= Óscar Olavarría =

Chilean actor, singer and comedian

Óscar Olavarría Araya (20 August 1951 – 27 January 2000) was a Chilean actor, singer and comedian from Santiago. He was a member of the television comedy Jappening con Ja. He died in a car accident on Chile Route 68 while en route to a show at Viña del Mar.

== Life and career ==
Olavarría's career began in music. He was a soloist in the group Los Trapos y Cristal.

He began acting in 1973, when he graduated from the University of Chile. At that time, he entered his first marriage, lasting two years.

He worked on a diverse range of television series, including Villa's Aromas (1981), Jealous (1982), A Happy Family (1982), and The Villa (1986).

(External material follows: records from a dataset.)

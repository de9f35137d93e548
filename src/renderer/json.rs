use crate::exception::Exception;
use crate::renderer::{ErrorRenderer, RequestInfo, Rendition};
use serde_json::json;

/// Renders the failure as a JSON document under an `"error"` key
#[derive(Debug, Clone, Default)]
pub struct JsonRenderer {
    pretty: bool,
}

impl JsonRenderer {
    pub fn pretty(mut self, pretty: bool) -> Self {
        self.pretty = pretty;
        self
    }
}

impl ErrorRenderer for JsonRenderer {
    fn render(&self, exception: &Exception, request: &RequestInfo) -> Rendition {
        let document = json!({
            "error": {
                "type": exception.kind(),
                "message": exception.message(),
                "file": exception.file(),
                "line": exception.line(),
                "request": {
                    "method": request.method.as_str(),
                    "uri": request.uri.to_string(),
                },
            }
        });

        let body = if self.pretty {
            serde_json::to_string_pretty(&document).unwrap_or_else(|_| document.to_string())
        } else {
            document.to_string()
        };
        Rendition::json(body)
    }
}
use crate::logger::{Level, LogContext, LogError, Logger};

/// Forwards log entries to `tracing` events.
///
/// Exception details are attached as structured fields; extra context fields
/// are rendered as a single JSON `context` field.
#[derive(Debug, Clone, Copy, Default)]
pub struct TracingLogger;

impl Logger for TracingLogger {
    fn log(&self, level: Level, message: &str, context: &LogContext<'_>) -> Result<(), LogError> {
        let (kind, file, line) = match context.exception() {
            Some(e) => (e.kind(), e.file(), e.line()),
            None => ("", "", 0),
        };
        let fields = if context.fields().is_empty() {
            String::new()
        } else {
            serde_json::Value::Object(context.fields().clone()).to_string()
        };

        match level {
            Level::Emergency | Level::Alert | Level::Critical | Level::Error => tracing::error!(
                psr.level = %level,
                exception.kind = kind,
                exception.file = file,
                exception.line = line,
                context = %fields,
                "{}",
                message
            ),
            Level::Warning => tracing::warn!(
                psr.level = %level,
                exception.kind = kind,
                exception.file = file,
                exception.line = line,
                context = %fields,
                "{}",
                message
            ),
            Level::Notice | Level::Info => tracing::info!(
                psr.level = %level,
                exception.kind = kind,
                exception.file = file,
                exception.line = line,
                context = %fields,
                "{}",
                message
            ),
            Level::Debug => tracing::debug!(
                psr.level = %level,
                exception.kind = kind,
                exception.file = file,
                exception.line = line,
                context = %fields,
                "{}",
                message
            ),
        }

        Ok(())
    }
}

#[cfg(test)]
mod tests {
    use super::*;
    use crate::exception::Exception;
    use std::io::Write;
    use std::sync::{Arc, Mutex};

    #[derive(Clone, Default)]
    struct Captured(Arc<Mutex<Vec<u8>>>);

    impl Write for Captured {
        fn write(&mut self, buf: &[u8]) -> std::io::Result<usize> {
            self.0.lock().unwrap().extend_from_slice(buf);
            Ok(buf.len())
        }

        fn flush(&mut self) -> std::io::Result<()> {
            Ok(())
        }
    }

    #[test]
    fn test_tracing_logger_never_fails() {
        let _ = tracing_subscriber::fmt().with_test_writer().try_init();

        let exception = Exception::new("RuntimeException", "foo");
        let context = LogContext::new().with_exception(&exception);
        let logger = TracingLogger;

        for level in [Level::Critical, Level::Warning, Level::Notice, Level::Debug] {
            assert!(logger.log(level, "entry", &context).is_ok());
        }
    }

    #[test]
    fn test_every_level_carries_the_same_fields() {
        let captured = Captured::default();
        let writer = captured.clone();
        let subscriber = tracing_subscriber::fmt()
            .with_max_level(tracing::Level::DEBUG)
            .with_ansi(false)
            .with_writer(move || writer.clone())
            .finish();

        let exception = Exception::new("RuntimeException", "foo");
        let context = LogContext::new().with_exception(&exception);

        tracing::subscriber::with_default(subscriber, || {
            for level in [Level::Error, Level::Warning, Level::Info, Level::Debug] {
                assert!(TracingLogger.log(level, "entry", &context).is_ok());
            }
        });

        let output = String::from_utf8(captured.0.lock().unwrap().clone()).unwrap();
        let lines: Vec<&str> = output.lines().collect();
        assert_eq!(lines.len(), 4, "output: {output}");
        for (line, level) in lines.iter().zip(["error", "warning", "info", "debug"]) {
            assert!(line.contains(&format!("psr.level={level}")), "line: {line}");
            assert!(line.contains("exception.kind=\"RuntimeException\""), "line: {line}");
            assert!(line.contains("exception.line="), "line: {line}");
        }
    }
}
//! Logger capability
//!
//! Handlers report dispatch failures through a [`Logger`]. Any sink can be
//! plugged in; [`TracingLogger`] forwards entries to `tracing`, [`NullLogger`]
//! drops them.
//!
//! # Example
//!
//! ```rust
//! use meshestra_logging::logger::{Level, LogContext, Logger, NullLogger};
//!
//! let logger = NullLogger;
//! logger.log(Level::Info, "started", &LogContext::new()).unwrap();
//! ```

mod tracing_logger;

use crate::exception::Exception;
use serde_json::{Map, Value, json};
use std::sync::Arc;
use strum_macros::{Display, EnumString};
use thiserror::Error;

pub use tracing_logger::TracingLogger;

/// Severity of a log entry, most severe first.
#[derive(Debug, Clone, Copy, PartialEq, Eq, PartialOrd, Ord, Hash, Display, EnumString)]
#[strum(serialize_all = "lowercase")]
pub enum Level {
    Emergency,
    Alert,
    Critical,
    Error,
    Warning,
    Notice,
    Info,
    Debug,
}

/// Errors a logger may report instead of recording an entry
#[derive(Debug, Error)]
pub enum LogError {
    #[error("Log sink unavailable: {0}")]
    Unavailable(String),

    #[error("Logger panicked: {0}")]
    Panicked(String),
}

/// Contextual data attached to a log entry
#[derive(Debug, Default)]
pub struct LogContext<'a> {
    exception: Option<&'a Exception>,
    fields: Map<String, Value>,
}

impl<'a> LogContext<'a> {
    pub fn new() -> Self {
        Self::default()
    }

    pub fn with_exception(mut self, exception: &'a Exception) -> Self {
        self.exception = Some(exception);
        self
    }

    pub fn with_field(mut self, key: impl Into<String>, value: impl Into<Value>) -> Self {
        self.fields.insert(key.into(), value.into());
        self
    }

    pub fn exception(&self) -> Option<&'a Exception> {
        self.exception
    }

    pub fn fields(&self) -> &Map<String, Value> {
        &self.fields
    }

    /// Flatten the context into a JSON object, the exception under `"exception"`.
    pub fn to_json(&self) -> Value {
        let mut object = self.fields.clone();
        if let Some(exception) = self.exception {
            object.insert(
                "exception".to_string(),
                json!({
                    "type": exception.kind(),
                    "message": exception.message(),
                    "file": exception.file(),
                    "line": exception.line(),
                }),
            );
        }
        Value::Object(object)
    }
}

/// The Logger trait
///
/// Implementations may fail; callers decide how to degrade.
pub trait Logger: Send + Sync + 'static {
    fn log(&self, level: Level, message: &str, context: &LogContext<'_>) -> Result<(), LogError>;

    fn error(&self, message: &str, context: &LogContext<'_>) -> Result<(), LogError> {
        self.log(Level::Error, message, context)
    }

    fn warning(&self, message: &str, context: &LogContext<'_>) -> Result<(), LogError> {
        self.log(Level::Warning, message, context)
    }

    fn info(&self, message: &str, context: &LogContext<'_>) -> Result<(), LogError> {
        self.log(Level::Info, message, context)
    }

    fn debug(&self, message: &str, context: &LogContext<'_>) -> Result<(), LogError> {
        self.log(Level::Debug, message, context)
    }
}

/// A logger that discards every entry
#[derive(Debug, Clone, Copy, Default)]
pub struct NullLogger;

impl Logger for NullLogger {
    fn log(&self, _level: Level, _message: &str, _context: &LogContext<'_>) -> Result<(), LogError> {
        Ok(())
    }
}

/// Trait for handlers and collaborators that carry an attached logger
pub trait HasLogger {
    fn get_logger(&self) -> &Arc<dyn Logger>;
}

He primarily acted in comedies, such as in "The Valverde" section of Giant Saturdays, where he won an Oscar for his performance as the 'eternal lover' of Monona Valverde (Marilú Cuevas). He served as a rival for this character's boyfriend, Pato Torres (Patricio Torres). He continued acting in 1988, becoming part of the "Singles Department" alongside other notable actors Cristián García-Huidobro and Rebeca Ghigliotto.

By the time he starred in Jappening con Ja, he was subject to the nickname the "Black" by his friends in the industry. He arrived in the 1984 season alongside his friends Cuevas and Torres. He performed as characters like "Cacho Escalona", the prince in the sketch The Office, and "The Crazy Motorcycle" in the section "The Married House Wants." Besides for "Don Lalo," he played the character of the president Eduardo Frei Ruiz-Tagle, receiving praise for his performance from a representative of Ruiz-Tagle. He also performed songs like "The Usher" and "Kleptomaniac."

== Death ==

Following his divorce during his second marriage in 1990, his gradual distancing from Jappening and subsequent reinstatement, he developed an alcoholism problem.

On the same day as his death, he was appearing as a guest towards the evening on the program Almost Seriously by Leo Caprile in La Red. Following the broadcast, on January 27, 2000, he died in an automobile accident on Chile's Route 68. After trying to make a U-turn to go back to Santiago, he failed to notice a truck headed his way. This resulted in a head-on collision and his immediate death. His friend and colleague Jorge Garrido appeared on the scene of the accident, and was badly affected. Olavarría was 48 at the time of his death.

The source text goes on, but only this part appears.